This directory contains a corpus of 4200 working papers in Economics from the Open Access repository EconStor. They are divided into train (70%), validation (15%) and test (15%) folds.
Only the URLs and subject metadata are stored in this Git repository. Actual PDF documents must be downloaded separately, as they may be copyrighted by the original authors. They can be downloaded under the following terms of use:
Documents in EconStor may be saved and copied for your personal and scholarly purposes.
You are not to copy documents for public or commercial purposes, to exhibit the documents publicly, to make them publicly available on the internet, or to distribute or otherwise use the documents in public.
If the documents have been made available under an Open Content Licence (especially Creative Commons Licences), you may exercise further usage rights as specified in the indicated licence.

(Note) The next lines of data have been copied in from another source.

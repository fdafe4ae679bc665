//! Credential selection for upstream GitHub API requests
//!
//! The proxy holds the credentials so browser clients never see them. Three
//! strategies are mutually exclusive, chosen by precedence:
//!
//! 1. `client_id` + `client_secret` (OAuth app), sent as query parameters
//! 2. `access_token`, sent as `Authorization: token <value>`
//! 3. none, which GitHub rate-limits aggressively
//!
//! `select` is a pure decision over a `CredentialSettings` snapshot; the
//! resulting `Credentials` know how to augment the first outbound request
//! (see [`Credentials::apply`]).

mod augment;

pub use augment::authorization_header;

use common::Secret;
use tracing::{info, warn};

/// Page size requested from upstream whenever credentials are present.
pub const PER_PAGE: u32 = 100;

/// Immutable snapshot of the configured credentials.
///
/// Empty strings mean "unset". Loaded once at startup and shared read-only
/// between requests.
#[derive(Debug, Clone, Default)]
pub struct CredentialSettings {
    pub client_id: String,
    pub client_secret: Option<Secret<String>>,
    pub access_token: Option<Secret<String>>,
}

/// The credential mode in effect for one inbound request.
#[derive(Debug, Clone)]
pub enum Credentials {
    ClientIdSecret {
        id: String,
        secret: Secret<String>,
    },
    AccessToken {
        token: Secret<String>,
    },
    None,
}

impl Credentials {
    /// Short mode name for logs and the health endpoint.
    pub fn mode(&self) -> &'static str {
        match self {
            Credentials::ClientIdSecret { .. } => "client_id_secret",
            Credentials::AccessToken { .. } => "access_token",
            Credentials::None => "none",
        }
    }
}

impl CredentialSettings {
    /// Mode these settings resolve to, without logging.
    pub fn mode(&self) -> &'static str {
        choose(self).mode()
    }
}

fn non_empty(secret: &Option<Secret<String>>) -> Option<&Secret<String>> {
    secret.as_ref().filter(|s| !s.is_empty())
}

fn choose(settings: &CredentialSettings) -> Credentials {
    if let Some(secret) = non_empty(&settings.client_secret)
        && !settings.client_id.is_empty()
    {
        return Credentials::ClientIdSecret {
            id: settings.client_id.clone(),
            secret: secret.clone(),
        };
    }

    if let Some(token) = non_empty(&settings.access_token) {
        return Credentials::AccessToken {
            token: token.clone(),
        };
    }

    Credentials::None
}

/// Choose the credential mode for a request.
///
/// Client id/secret wins over an access token when both are configured.
/// The choice is logged for the operator; a missing credential is a warning.
pub fn select(settings: &CredentialSettings) -> Credentials {
    let credentials = choose(settings);
    match &credentials {
        Credentials::ClientIdSecret { .. } => {
            info!(mode = credentials.mode(), "using client_id and client_secret");
        }
        Credentials::AccessToken { .. } => {
            info!(mode = credentials.mode(), "using access_token");
        }
        Credentials::None => {
            warn!(
                mode = credentials.mode(),
                "not authenticated; unauthenticated requests are subject to aggressive rate limiting"
            );
        }
    }
    credentials
}
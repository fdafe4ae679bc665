//! Concatenation of decoded page bodies

use serde_json::Value;

/// Result accumulated across pages.
///
/// The first page's decoded body is the seed. Only an array seed grows;
/// a non-array seed is a complete single-page result.
#[derive(Debug, Clone, PartialEq)]
pub struct Aggregate(Value);

impl Aggregate {
    pub fn seed(first_page: Value) -> Self {
        Self(first_page)
    }

    /// Whether further pages can be merged in.
    pub fn is_list(&self) -> bool {
        self.0.is_array()
    }

    /// Merge a continuation page.
    ///
    /// Array pages are concatenated in order; any other value is appended
    /// as a single element. Does nothing when the seed is not an array.
    pub fn extend(&mut self, page: Value) {
        let Value::Array(items) = &mut self.0 else {
            return;
        };
        match page {
            Value::Array(more) => items.extend(more),
            other => items.push(other),
        }
    }

    /// Number of elements collected so far (1 for a non-array seed).
    pub fn len(&self) -> usize {
        match &self.0 {
            Value::Array(items) => items.len(),
            _ => 1,
        }
    }

    pub fn is_empty(&self) -> bool {
        matches!(&self.0, Value::Array(items) if items.is_empty())
    }

    pub fn into_value(self) -> Value {
        self.0
    }
}
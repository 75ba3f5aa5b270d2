//! BackgroundWorker - runs long operations off the caller's path
//!
//! Each operation is spawned onto the tokio runtime and handed back as a
//! [`JoinHandle`]; callers await it (or not) and re-query state afterward.

use std::sync::Arc;
use std::time::Duration;

use tokio::task::JoinHandle;
use tokio_util::sync::CancellationToken;

use crate::error::PluginHostError;
use crate::manager::PluginManager;

pub struct BackgroundWorker {
    manager: Arc<PluginManager>,
    shutdown: CancellationToken,
}

impl BackgroundWorker {
    pub fn new(manager: Arc<PluginManager>) -> Self {
        Self {
            manager,
            shutdown: CancellationToken::new(),
        }
    }

    /// Refresh the update catalog
    pub fn refresh(&self) -> JoinHandle<Result<usize, PluginHostError>> {
        let manager = Arc::clone(&self.manager);
        tokio::spawn(async move { manager.catalog().refresh().await })
    }

    /// Stop, unload, reload and restart every module
    pub fn reload(&self) -> JoinHandle<Result<(), PluginHostError>> {
        let manager = Arc::clone(&self.manager);
        tokio::spawn(async move { manager.reload().await })
    }

    /// Apply the best available update for one module
    pub fn apply(&self, id: &str) -> JoinHandle<Result<bool, PluginHostError>> {
        let manager = Arc::clone(&self.manager);
        let id = id.to_string();
        tokio::spawn(async move { manager.update(&id).await })
    }

    /// Apply every available update
    pub fn update_all(&self) -> JoinHandle<Result<bool, PluginHostError>> {
        let manager = Arc::clone(&self.manager);
        tokio::spawn(async move { manager.update_all().await })
    }

    /// Refresh the catalog every `interval` until shutdown
    ///
    /// The first refresh happens one interval from now.
    pub fn schedule_refresh(&self, interval: Duration) -> JoinHandle<()> {
        let manager = Arc::clone(&self.manager);
        let shutdown = self.shutdown.clone();

        tokio::spawn(async move {
            let start = tokio::time::Instant::now() + interval;
            let mut ticker = tokio::time::interval_at(start, interval);
            tracing::debug!(interval_secs = interval.as_secs(), "Scheduled catalog refresh");

            loop {
                tokio::select! {
                    _ = shutdown.cancelled() => {
                        tracing::debug!("Scheduled refresh stopped");
                        break;
                    }
                    _ = ticker.tick() => {
                        if let Err(e) = manager.catalog().refresh().await {
                            tracing::warn!(error = %e, "Scheduled catalog refresh failed");
                        }
                    }
                }
            }
        })
    }

    /// Token cancelled by [`BackgroundWorker::shutdown`]
    pub fn shutdown_token(&self) -> CancellationToken {
        self.shutdown.clone()
    }

    /// Stop scheduled work
    pub fn shutdown(&self) {
        self.shutdown.cancel();
    }
}
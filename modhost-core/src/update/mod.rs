//! Remote repositories and the update catalog built from them
//!
//! - [`RepositoryStore`]: persisted repository records (the operator edits
//!   these; the catalog only reads them)
//! - [`ReleaseSource`]: fetches release indexes and archives
//! - [`UpdateCatalog`]: aggregates releases and applies updates

mod catalog;
mod repository;
mod source;

pub use catalog::UpdateCatalog;
pub use repository::{MemoryRepositoryStore, Repository, RepositoryStore, TomlRepositoryStore};
pub use source::{HttpReleaseSource, INDEX_FILE, Release, ReleaseSource, parse_index};
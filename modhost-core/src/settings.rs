//! Recognized plugin-host options

use serde::{Deserialize, Serialize};
use std::path::PathBuf;

/// Host version reported when the real one is unknown
///
/// A host running as `0.0.0` does not enforce module version constraints.
pub const UNKNOWN_HOST_VERSION: &str = "0.0.0";

/// Options controlling where modules live and how they are admitted
#[derive(Debug, Clone, PartialEq, Serialize, Deserialize)]
#[serde(default)]
pub struct PluginSettings {
    /// Committed module archives
    pub home_dir: PathBuf,
    /// Staging area for uploads and downloads
    pub tmp_dir: PathBuf,
    /// Scan and start all modules on startup
    pub autoload: bool,
    /// Enforce `requires` constraints and offer only compatible updates
    pub version_check: bool,
    /// Treat a bare constraint version as exact rather than minimum
    pub exact_version: bool,
    /// Show synthetic modules in listings
    pub dummy: bool,
    /// Version of the running host
    pub host_version: String,
    /// Seconds between scheduled catalog refreshes (0 = off)
    pub refresh_interval_secs: u64,
}

impl Default for PluginSettings {
    fn default() -> Self {
        Self {
            home_dir: PathBuf::from("./plugins/"),
            tmp_dir: PathBuf::from("./tmp/"),
            autoload: true,
            version_check: true,
            exact_version: false,
            dummy: false,
            host_version: UNKNOWN_HOST_VERSION.to_string(),
            refresh_interval_secs: 3600,
        }
    }
}

impl PluginSettings {
    /// Host version to check constraints against, if enforcement is on
    pub fn enforced_host_version(&self) -> Option<&str> {
        let host = self.host_version.trim();
        (self.version_check && !host.is_empty() && host != UNKNOWN_HOST_VERSION).then_some(host)
    }
}

#[cfg(test)]
mod tests {
    use super::*;

    #[test]
    fn test_defaults() {
        let settings = PluginSettings::default();
        assert_eq!(settings.home_dir, PathBuf::from("./plugins/"));
        assert_eq!(settings.tmp_dir, PathBuf::from("./tmp/"));
        assert!(settings.autoload);
        assert!(settings.version_check);
        assert!(!settings.exact_version);
        assert!(!settings.dummy);
    }

    #[test]
    fn test_partial_toml_keeps_defaults() {
        let settings: PluginSettings = toml::from_str(
            r#"
            home_dir = "/srv/modules"
            exact_version = true
            "#,
        )
        .unwrap();
        assert_eq!(settings.home_dir, PathBuf::from("/srv/modules"));
        assert!(settings.exact_version);
        assert!(settings.autoload);
        assert_eq!(settings.refresh_interval_secs, 3600);
    }

    #[test]
    fn test_enforced_host_version() {
        let mut settings = PluginSettings::default();
        assert_eq!(settings.enforced_host_version(), None);

        settings.host_version = "2.1.0".into();
        assert_eq!(settings.enforced_host_version(), Some("2.1.0"));

        settings.version_check = false;
        assert_eq!(settings.enforced_host_version(), None);
    }
}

You can fetch the PDF files using the Makefile:
make pdf
This requires the wget
utility. To download more than one document at a time,
add the -jN
option, where N
specifies the number of jobs to run
simultaneously (e.g. make -j8 pdf
will download 8 documents in parallel).
You can convert the fetched PDF files to text files using the Makefile:
make txt
This requires the pdftotext
utility. To convert more than one document at a time,
add the -jN
option, where N
specifies the number of jobs to run
simultaneously (e.g. make -j4 txt
will convert 4 documents in parallel).